§ WHAT THE TASK REQUIRES: Count every line below that holds "Option". Number only.

Collected data entries
• • • • • • •

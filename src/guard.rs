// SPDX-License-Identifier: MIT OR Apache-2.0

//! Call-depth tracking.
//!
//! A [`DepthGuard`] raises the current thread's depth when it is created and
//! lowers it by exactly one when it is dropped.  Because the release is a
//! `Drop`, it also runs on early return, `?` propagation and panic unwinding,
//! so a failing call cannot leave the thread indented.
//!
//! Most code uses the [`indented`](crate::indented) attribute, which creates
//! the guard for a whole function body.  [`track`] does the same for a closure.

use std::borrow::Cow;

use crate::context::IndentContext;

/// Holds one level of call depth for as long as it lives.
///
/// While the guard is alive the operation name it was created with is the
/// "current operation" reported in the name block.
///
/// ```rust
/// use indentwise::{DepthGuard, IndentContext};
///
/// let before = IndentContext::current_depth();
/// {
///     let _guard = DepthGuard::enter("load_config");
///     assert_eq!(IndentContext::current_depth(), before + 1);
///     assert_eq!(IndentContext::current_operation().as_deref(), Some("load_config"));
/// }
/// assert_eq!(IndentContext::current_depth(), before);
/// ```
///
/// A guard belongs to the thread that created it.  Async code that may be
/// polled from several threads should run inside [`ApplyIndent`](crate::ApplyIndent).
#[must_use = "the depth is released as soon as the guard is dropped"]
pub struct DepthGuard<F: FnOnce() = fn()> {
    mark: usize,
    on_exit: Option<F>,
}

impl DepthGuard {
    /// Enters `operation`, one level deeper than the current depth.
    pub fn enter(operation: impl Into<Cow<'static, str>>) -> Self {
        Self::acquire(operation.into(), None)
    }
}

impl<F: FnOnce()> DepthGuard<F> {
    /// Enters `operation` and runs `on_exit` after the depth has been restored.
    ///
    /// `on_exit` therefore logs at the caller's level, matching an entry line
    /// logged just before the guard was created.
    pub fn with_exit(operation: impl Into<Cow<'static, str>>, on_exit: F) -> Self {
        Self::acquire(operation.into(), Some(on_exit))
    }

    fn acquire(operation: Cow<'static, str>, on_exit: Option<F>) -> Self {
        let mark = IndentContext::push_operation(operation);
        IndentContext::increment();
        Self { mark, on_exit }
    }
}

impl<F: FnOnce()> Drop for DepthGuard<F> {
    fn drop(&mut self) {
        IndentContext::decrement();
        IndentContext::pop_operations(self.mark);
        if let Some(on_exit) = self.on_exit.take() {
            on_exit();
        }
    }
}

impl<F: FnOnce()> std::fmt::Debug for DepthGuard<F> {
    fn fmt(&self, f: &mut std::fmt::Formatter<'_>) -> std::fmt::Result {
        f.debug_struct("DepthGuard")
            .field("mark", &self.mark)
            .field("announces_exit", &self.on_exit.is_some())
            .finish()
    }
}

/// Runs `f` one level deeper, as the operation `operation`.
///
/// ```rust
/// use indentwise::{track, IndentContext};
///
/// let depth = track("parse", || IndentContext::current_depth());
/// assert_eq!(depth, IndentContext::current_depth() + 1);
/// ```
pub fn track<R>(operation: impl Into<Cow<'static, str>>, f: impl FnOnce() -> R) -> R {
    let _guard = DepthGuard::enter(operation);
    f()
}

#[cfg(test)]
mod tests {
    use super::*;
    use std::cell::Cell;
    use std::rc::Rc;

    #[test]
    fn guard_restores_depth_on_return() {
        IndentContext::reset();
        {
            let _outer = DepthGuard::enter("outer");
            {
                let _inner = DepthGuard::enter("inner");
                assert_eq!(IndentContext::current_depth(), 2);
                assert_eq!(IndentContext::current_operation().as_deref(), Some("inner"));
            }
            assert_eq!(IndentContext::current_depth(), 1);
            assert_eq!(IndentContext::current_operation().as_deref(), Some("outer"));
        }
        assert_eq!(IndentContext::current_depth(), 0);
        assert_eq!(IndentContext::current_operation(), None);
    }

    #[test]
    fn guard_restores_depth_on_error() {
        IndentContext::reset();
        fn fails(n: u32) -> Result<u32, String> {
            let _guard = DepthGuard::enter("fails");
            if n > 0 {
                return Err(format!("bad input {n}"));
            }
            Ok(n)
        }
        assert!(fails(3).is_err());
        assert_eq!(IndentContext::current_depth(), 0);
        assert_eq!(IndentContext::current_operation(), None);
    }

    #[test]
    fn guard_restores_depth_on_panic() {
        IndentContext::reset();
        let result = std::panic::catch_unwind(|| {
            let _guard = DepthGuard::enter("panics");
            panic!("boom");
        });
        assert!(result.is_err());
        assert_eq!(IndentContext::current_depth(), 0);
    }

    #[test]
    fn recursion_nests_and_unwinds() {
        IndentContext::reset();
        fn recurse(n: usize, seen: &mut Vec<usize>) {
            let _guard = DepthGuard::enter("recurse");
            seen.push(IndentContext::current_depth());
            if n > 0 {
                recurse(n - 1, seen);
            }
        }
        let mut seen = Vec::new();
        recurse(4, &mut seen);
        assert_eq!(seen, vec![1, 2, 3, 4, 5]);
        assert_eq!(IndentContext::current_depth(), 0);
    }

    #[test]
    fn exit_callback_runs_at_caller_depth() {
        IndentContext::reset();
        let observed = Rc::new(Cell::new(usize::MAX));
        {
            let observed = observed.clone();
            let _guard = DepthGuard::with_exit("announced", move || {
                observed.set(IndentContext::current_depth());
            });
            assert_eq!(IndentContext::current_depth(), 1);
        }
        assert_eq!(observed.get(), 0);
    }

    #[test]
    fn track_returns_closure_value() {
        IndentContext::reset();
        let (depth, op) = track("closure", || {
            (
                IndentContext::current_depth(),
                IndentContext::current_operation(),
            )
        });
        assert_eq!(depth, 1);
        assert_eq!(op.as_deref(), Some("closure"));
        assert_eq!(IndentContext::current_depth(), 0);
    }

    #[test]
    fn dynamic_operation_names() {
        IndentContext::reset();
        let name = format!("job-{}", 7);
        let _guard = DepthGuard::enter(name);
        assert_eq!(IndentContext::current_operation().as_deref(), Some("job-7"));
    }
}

• • • • • • •

§ ANSWER TO THE PROBLEM: 2